22 April 202613 min read
A 2018 Google PM Is Worth Less Than a Two-Year AI-Native Builder

TL;DR

  • The hiring signal for product leadership has inverted. Two years of AI-native building now outperforms six years of prestige FAANG work on almost every interview dimension worth measuring.
  • The old interview asked "what did you ship?" The new interview asks "what tools do you use, show me your last eval suite, walk me through a prompt you refactored this week."
  • If your screening funnel still treats ex-FAANG as a positive signal by default, you're actively selecting against the skill profile you need.

I've interviewed candidates this year who spent six years at companies most hiring managers would call dream brands. Meta. Google. Amazon. Stripe. Many of them interview poorly for the roles I've needed to fill. Not because they're bad operators. Because the skill profile their former employers developed in them was calibrated for an operating model those companies have already moved on from.

At the same time I've interviewed candidates with two years of experience at a vertical SaaS startup nobody outside their industry has heard of. Several of those candidates could do in a working session what the senior FAANG candidates needed a month and a team to approximate. The difference wasn't intelligence. It was recency.

The pedigree signal has inverted, and most hiring pipelines haven't caught up.

Why the pedigree signal inverted

The pedigree signal inverted because AI tools change faster than multi-year FAANG reps can keep pace with, and the operating model those reps were calibrated for has already been retired by AI-native companies. The brand still reflects real rigour. The rigour was calibrated for a different game.

For twenty years, the FAANG stamp on a resume meant something specific: the candidate survived a high-bar hiring process, operated in systems at scale, and was calibrated by peers who were themselves strong. That was genuine information. It still is.

What changed is what those stamps are stamping. A candidate who spent 2016–2022 at Google running user research, shipping roadmap items through a waterfall spec process, and optimising metrics dashboards was getting excellent reps at a specific operating model. That operating model doesn't exist in AI-native companies. The reps don't transfer cleanly.

Three forces explain the inversion:

  1. Time-scale compression. AI tools are changing monthly. A two-year AI-native builder has done roughly eight major tool-cycle rotations. A senior FAANG PM who adopted Cursor six months ago has done one. Recency compounds faster than tenure when the underlying stack changes quarterly.

  2. Operating-model drift. Big-tech PM work from 2016–2022 was calibrated for a world where you wrote a PRD, a team of engineers built it, and you measured the result six weeks later. AI-native work is calibrated for a world where you prototype in the morning, evaluate against real examples by lunch, and ship or kill by the end of the day. The meta-skill (running a fast loop) is not the meta-skill your FAANG reps developed.

  3. Absence of reps on the things that now matter. Eval design. Token-cost reasoning. Agent failure-mode debugging.

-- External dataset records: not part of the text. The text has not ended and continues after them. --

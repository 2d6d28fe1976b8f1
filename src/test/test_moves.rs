use Direction::*;
use crate::core::*;
use crate::test::test_util::GameTestState;

#[test]
fn when_move_right_observes_move_right() {
    let level = r#"
#@ #
"#;
    let mut game = GameTestState::new(level);
    let update = game.assert_step(UserAction::Move(Right));
    assert!(matches!(update, GameUpdate::NextState(_, GameChangeType::PlayerMove)));

    let expected_level = r#"
# @#
"#;
    game.assert_matches(expected_level);
}

#[test]
fn when_push_pushes() {
    let level = r#"
#@$ #
"#;
    let mut game = GameTestState::new(level);
    let update = game.assert_step(UserAction::Move(Right));
    assert!(matches!(update, GameUpdate::NextState(_, GameChangeType::PlayerAndBoxMove)));

    let expected_level = r#"
# @$#
"#;
    game.assert_matches(expected_level);
}

#[test]
fn when_block_pushed_into_block_remains_two_blocks() {
    let level = r#"
#@$$ #
"#;
    let mut game = GameTestState::new(level);
    let update = game.try_step(UserAction::Move(Right));
    assert!(matches!(update, GameUpdate::Error(MoveError::BoxBlocked)));

    let expected_level = r#"
#@$$ #
"#;
    game.assert_matches(expected_level);
}

#[test]
fn when_walking_into_wall_or_void_nothing_moves() {
    let mut game = GameTestState::new(r#"
####
#@ _
####
"#);
    assert!(matches!(game.try_step(UserAction::Move(Left)), GameUpdate::Error(MoveError::Wall)));
    game.assert_move(Right);
    assert!(matches!(game.try_step(UserAction::Move(Right)), GameUpdate::Error(MoveError::Wall)));
    game.assert_matches(r#"
####
# @_
####
"#);
}

#[test]
fn when_leaving_the_grid_move_is_out_of_bounds() {
    let mut game = GameTestState::new(r#"
@ 
"#);
    assert!(matches!(game.try_step(UserAction::Move(Up)), GameUpdate::Error(MoveError::OutOfBounds)));
    assert!(matches!(game.try_step(UserAction::Move(Left)), GameUpdate::Error(MoveError::OutOfBounds)));
}

#[test]
fn when_box_pushed_onto_goal_game_is_won() {
    let mut game = GameTestState::new(r#"
#####
#@$.#
#####
"#);
    assert!(!game.shared.is_won(&game.game_state));
    game.assert_move(Right);
    game.assert_matches(r#"
#####
# @*#
#####
"#);
    assert!(game.shared.is_won(&game.game_state));
}

#[test]
fn when_block_moves_game_is_inequal() {
    let level = r#"
#@$ #
"#;
    let mut game = GameTestState::new(level);
    let original_state = game.game_state.clone();
    game.assert_move(Right);
    let new_state = game.game_state.clone();

    let expected_level = r#"
# @$#
"#;
    game.assert_matches(expected_level);
    assert_ne!(original_state, new_state);
}

#[test]
fn when_player_moves_back_game_is_equal() {
    let level = r#"
#@ $#
"#;
    let mut game = GameTestState::new(level);
    let original_state = game.game_state.clone();
    game.assert_move(Right);
    game.assert_move(Left);
    let new_state = game.game_state.clone();

    let expected_level = r#"
#@ $#
"#;
    game.assert_matches(expected_level);
    assert_eq!(original_state, new_state);
}

#[test]
fn when_blocks_swap_game_remains_equal() {
    let level = r#"
#    #
#@$  #
# $  #
#    #
"#;
    let mut game = GameTestState::new(level);
    let original_state = game.game_state.clone();
    game.assert_moves(&[
        Right, Left,
        Down, Down,
        Right, Up,
        Right, Right, Up, Up,
        Left, Down, Right, Down, Left,]);
    game.assert_matches(r#"
#    #
# $  #
# $@ #
#    #
"#);
    game.assert_moves(&[
        Down, Left, Left, Up, Up,]);
    let new_state = game.game_state.clone();

    let expected_level = r#"
#    #
#@$  #
# $  #
#    #
"#;
    game.assert_matches(expected_level);

    assert_eq!(original_state, new_state);
}
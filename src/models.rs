use crate::core::{GameChangeType, GameState};

pub struct GameRenderState {
    pub game: GameState,
    pub won: bool,
    pub error: Option<String>,
    pub last_change: Option<GameChangeType>,
    pub moves: usize,
    /// Move count the solver needed, shown for comparison.
    pub par: Option<usize>,
}

impl GameRenderState {
    pub fn new(game: GameState, par: Option<usize>) -> Self {
        GameRenderState {
            game,
            won: false,
            error: None,
            last_change: None,
            moves: 0,
            par,
        }
    }
}
use std::path::Path;
use serde::{Deserialize, Serialize};
use thiserror::Error;

pub const MIN_SOLUTION_MOVES: usize = 40;
pub const MAX_SOLUTION_MOVES: usize = 60;

#[derive(Debug, Error)]
pub enum ConfigError {
    #[error("cannot read config file: {0}")]
    Io(#[from] std::io::Error),
    #[error("cannot parse config file: {0}")]
    Json(#[from] serde_json::Error),
}

#[derive(Clone, Debug, PartialEq, Serialize, Deserialize)]
#[serde(default)]
pub struct GeneratorConfig {
    pub min_moves: usize,
    pub max_moves: usize,
    /// Whole-pipeline attempts before giving up.
    pub max_attempts: usize,
    pub builder: BuilderConfig,
    pub filler: FillerConfig,
    pub solver: SolverConfig,
}

#[derive(Clone, Debug, PartialEq, Eq, Serialize, Deserialize)]
#[serde(default)]
pub struct BuilderConfig {
    /// Inclusive lower bound of the maze size in templates.
    pub min_tiles: usize,
    /// Exclusive upper bound of the maze size in templates.
    pub max_tiles: usize,
    pub max_template_draws: usize,
}

#[derive(Clone, Debug, PartialEq, Eq, Serialize, Deserialize)]
#[serde(default)]
pub struct FillerConfig {
    /// One extra box per this many walkable cells.
    pub walkable_per_box: usize,
    pub batch_min: usize,
    pub batch_max: usize,
    pub max_batches: usize,
}

#[derive(Clone, Debug, PartialEq, Serialize, Deserialize)]
#[serde(default)]
pub struct SolverConfig {
    pub max_iterations: usize,
    pub open_set_cap: usize,
    pub open_set_trim_to: usize,
    pub push_weight: f64,
    pub wall_penalty: f64,
}

impl Default for GeneratorConfig {
    fn default() -> Self {
        GeneratorConfig {
            min_moves: MIN_SOLUTION_MOVES,
            max_moves: MAX_SOLUTION_MOVES,
            max_attempts: 10_000,
            builder: BuilderConfig::default(),
            filler: FillerConfig::default(),
            solver: SolverConfig::default(),
        }
    }
}

impl Default for BuilderConfig {
    fn default() -> Self {
        BuilderConfig {
            min_tiles: 2,
            max_tiles: 5,
            max_template_draws: 10_000,
        }
    }
}

impl Default for FillerConfig {
    fn default() -> Self {
        FillerConfig {
            walkable_per_box: 20,
            batch_min: 200,
            batch_max: 500,
            max_batches: 500,
        }
    }
}

impl Default for SolverConfig {
    fn default() -> Self {
        SolverConfig {
            max_iterations: 100_000,
            open_set_cap: 10_000,
            open_set_trim_to: 5_000,
            push_weight: 2.0,
            wall_penalty: 0.5,
        }
    }
}

impl GeneratorConfig {
    pub fn from_json_str(json: &str) -> Result<GeneratorConfig, ConfigError> {
        Ok(serde_json::from_str(json)?)
    }

    pub fn from_json_file(path: &Path) -> Result<GeneratorConfig, ConfigError> {
        let json = std::fs::read_to_string(path)?;
        GeneratorConfig::from_json_str(&json)
    }
}
use log::debug;
use rand::Rng;
use thiserror::Error;
use crate::config::BuilderConfig;
use crate::core::{Cell, Maze, Vec2};
use crate::maze::aligner::{horizontally_aligned, vertically_aligned};
use crate::maze::catalog::TemplateCatalog;
use crate::maze::template::Template;

#[derive(Debug, Clone, PartialEq, Eq, Error)]
pub enum BuildError {
    #[error("no template satisfies the sockets at ({x}, {y}) after {draws} draws")]
    NoSatisfyingTemplate { x: usize, y: usize, draws: usize },
    #[error("template grid range {min}..{max} is empty")]
    EmptySizeRange { min: usize, max: usize },
}

/// Assembles mazes out of catalog templates. Each grid slot is filled by
/// rejection sampling against its already placed top and left neighbours;
/// there is no backtracking across slots.
pub struct MazeBuilder<'a> {
    catalog: &'a TemplateCatalog,
    config: &'a BuilderConfig,
}

impl<'a> MazeBuilder<'a> {
    pub fn new(catalog: &'a TemplateCatalog, config: &'a BuilderConfig) -> Self {
        MazeBuilder { catalog, config }
    }

    pub fn build<R: Rng + ?Sized>(&self, rng: &mut R) -> Result<Maze, BuildError> {
        let (min, max) = (self.config.min_tiles, self.config.max_tiles);
        if min >= max {
            return Err(BuildError::EmptySizeRange { min, max });
        }
        let width = rng.random_range(min..max);
        let height = rng.random_range(min..max);
        debug!("building {}x{} template maze", width, height);

        let templates = self.pick_templates(width, height, rng)?;
        Ok(self.stitch(width, height, &templates))
    }

    pub fn pick_templates<R: Rng + ?Sized>(
        &self,
        width: usize,
        height: usize,
        rng: &mut R,
    ) -> Result<Vec<Vec<Template>>, BuildError> {
        let mut rows: Vec<Vec<Template>> = Vec::with_capacity(height);
        for y in 0..height {
            let mut row: Vec<Template> = Vec::with_capacity(width);
            for x in 0..width {
                let top = if y > 0 { Some(&rows[y - 1][x]) } else { None };
                let left = row.last();
                let template = self.find_template(
                    x,
                    y,
                    y == height - 1,
                    x == width - 1,
                    top,
                    left,
                    rng,
                )?;
                row.push(template);
            }
            rows.push(row);
        }
        Ok(rows)
    }

    #[allow(clippy::too_many_arguments)]
    fn find_template<R: Rng + ?Sized>(
        &self,
        x: usize,
        y: usize,
        is_bottom_edge: bool,
        is_right_edge: bool,
        top: Option<&Template>,
        left: Option<&Template>,
        rng: &mut R,
    ) -> Result<Template, BuildError> {
        let boundary = self.catalog.boundary();
        let top = top.unwrap_or(boundary);
        let left = left.unwrap_or(boundary);

        for _ in 0..self.config.max_template_draws {
            let index = rng.random_range(0..self.catalog.len());
            let rotations = rng.random_range(0..4);
            let Some(template) = self.catalog.get(index) else {
                continue;
            };
            let template = template.rotated(rotations);
            if vertically_aligned(top, &template)
                && horizontally_aligned(left, &template)
                && (!is_bottom_edge || vertically_aligned(&template, boundary))
                && (!is_right_edge || horizontally_aligned(&template, boundary))
            {
                return Ok(template);
            }
        }
        Err(BuildError::NoSatisfyingTemplate {
            x,
            y,
            draws: self.config.max_template_draws,
        })
    }

    /// Copies template interiors into one grid surrounded by a wall ring.
    pub fn stitch(&self, width: usize, height: usize, templates: &[Vec<Template>]) -> Maze {
        let fill = self.catalog.boundary().fill_size();
        let mut maze = Maze::new_with_size(
            2 + fill * height as i32,
            2 + fill * width as i32,
            Cell::WALL,
        );
        for (y, row) in templates.iter().enumerate() {
            for (x, template) in row.iter().enumerate() {
                for ti in 0..fill {
                    for tj in 0..fill {
                        let pos = Vec2 {
                            i: 1 + fill * y as i32 + ti,
                            j: 1 + fill * x as i32 + tj,
                        };
                        maze[pos] = template.at(1 + ti, 1 + tj);
                    }
                }
            }
        }
        maze
    }
}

Prompt refactoring. A candidate who hasn't done these in a real production context cannot credibly be screened for them. FAANG tenure didn't provide the reps because the tools didn't exist at the scale they do now.

None of this makes ex-FAANG candidates bad hires. Many are excellent. It makes the brand itself a weak proxy. Which is exactly the situation in which hiring managers over-weight it, because they're substituting a familiar heuristic for the harder work of assessing the actual skill.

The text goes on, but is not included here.